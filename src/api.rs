use crate::config::Config;
use crate::error::{GwoResult, OptimizerError};
use crate::optimizer::{
    CancelToken, Engine, OptimizationResult, ProgressCallback, RunHandle, RunParameters,
    SilentProgress,
};
use crate::playback::Frame;
use crate::sampling::{random_target, FastRandSampler};
use std::sync::{Arc, Mutex, RwLock};
use tracing::{info, warn};

/// State a control panel keeps between frames.
///
/// A failed, rejected or cancelled run never replaces the current result.
#[derive(Default)]
pub struct VizState {
    pub engine: Engine,
    current: RwLock<Option<Arc<OptimizationResult>>>,
    pending: Mutex<Option<RunHandle>>,
}

/// Status of a background run as seen from the panel.
#[derive(Debug, Clone, Copy, PartialEq, Eq)]
pub enum RunStatus {
    Idle,
    Running { performed: usize, total: usize },
    Finished,
}

/// Resolves a config into parameters and a sampler, drawing a random target
/// first when asked to.
pub fn prepare(config: &Config) -> GwoResult<(RunParameters, FastRandSampler)> {
    let mut params = RunParameters::try_from(config)?;
    let mut sampler = FastRandSampler::from_seed(config.sampling.seed);
    if config.sampling.random_target {
        params.target_point = random_target(&mut sampler, params.min_bound, params.max_bound)?;
        info!("🎯 Random target: {:.2}", params.target_point);
    }
    Ok((params, sampler))
}

fn lock_err<T>(_: T) -> OptimizerError {
    OptimizerError::Config("viz state lock poisoned".to_string())
}

impl VizState {
    pub fn new() -> Self {
        Self::default()
    }

    pub fn current(&self) -> Option<Arc<OptimizationResult>> {
        self.current.read().ok().and_then(|g| g.clone())
    }

    fn store(&self, result: OptimizationResult) -> GwoResult<Arc<OptimizationResult>> {
        let result = Arc::new(result);
        *self.current.write().map_err(lock_err)? = Some(result.clone());
        Ok(result)
    }

    /// Runs synchronously and stores the result.
    pub fn generate(&self, config: &Config) -> GwoResult<Arc<OptimizationResult>> {
        let (params, mut sampler) = prepare(config)?;
        let result = self
            .engine
            .run(&params, &mut sampler, &CancelToken::new(), &SilentProgress)?;
        self.store(result)
    }

    /// Starts a background run. Fails with `RunAlreadyInProgress` while one is
    /// still running. A finished run nobody polled yet is collected first.
    pub fn launch<CB: ProgressCallback + 'static>(&self, config: &Config, callback: CB) -> GwoResult<()> {
        let mut pending = self.pending.lock().map_err(lock_err)?;
        if pending.as_ref().is_some_and(|h| !h.is_finished()) {
            return Err(OptimizerError::RunAlreadyInProgress);
        }
        if let Err(e) = self.collect(&mut pending) {
            warn!("Discarding failed background run: {}", e);
        }
        let (params, sampler) = prepare(config)?;
        *pending = Some(self.engine.spawn(params, sampler, callback)?);
        Ok(())
    }

    /// Joins the pending handle and stores its result.
    fn collect(&self, pending: &mut Option<RunHandle>) -> GwoResult<Option<Arc<OptimizationResult>>> {
        let handle = match pending.take() {
            Some(h) => h,
            None => return Ok(None),
        };
        match handle.join() {
            Ok(result) => self.store(result).map(Some),
            Err(e) => {
                warn!("Background run failed: {}", e);
                Err(e)
            }
        }
    }

    /// Collects a finished background run, if any.
    ///
    /// Returns `Ok(None)` while nothing has finished. Errors from the run are
    /// returned once and the previous result stays current.
    pub fn poll(&self) -> GwoResult<Option<Arc<OptimizationResult>>> {
        let mut pending = self.pending.lock().map_err(lock_err)?;
        if !pending.as_ref().is_some_and(|h| h.is_finished()) {
            return Ok(None);
        }
        self.collect(&mut pending)
    }

    /// Blocks until the pending run (if any) finishes, then collects it.
    pub fn wait(&self) -> GwoResult<Option<Arc<OptimizationResult>>> {
        let mut handle = self.pending.lock().map_err(lock_err)?.take();
        self.collect(&mut handle)
    }

    pub fn cancel(&self) -> GwoResult<()> {
        if let Some(h) = self.pending.lock().map_err(lock_err)?.as_ref() {
            h.cancel();
        }
        Ok(())
    }

    pub fn status(&self) -> GwoResult<RunStatus> {
        let pending = self.pending.lock().map_err(lock_err)?;
        Ok(match pending.as_ref() {
            None => RunStatus::Idle,
            Some(h) if h.is_finished() => RunStatus::Finished,
            Some(h) => RunStatus::Running {
                performed: h.iterations_performed(),
                total: h.total_iterations(),
            },
        })
    }

    /// Frame of the current result at `iteration` (clamped).
    pub fn frame(&self, iteration: usize) -> Option<Frame> {
        self.current()
            .map(|result| Frame::from_result(&result, iteration))
    }
}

EXERCISE » Only a number is wanted here: how many lines above hold the string "while"?

WRITTEN RESPONSE » 2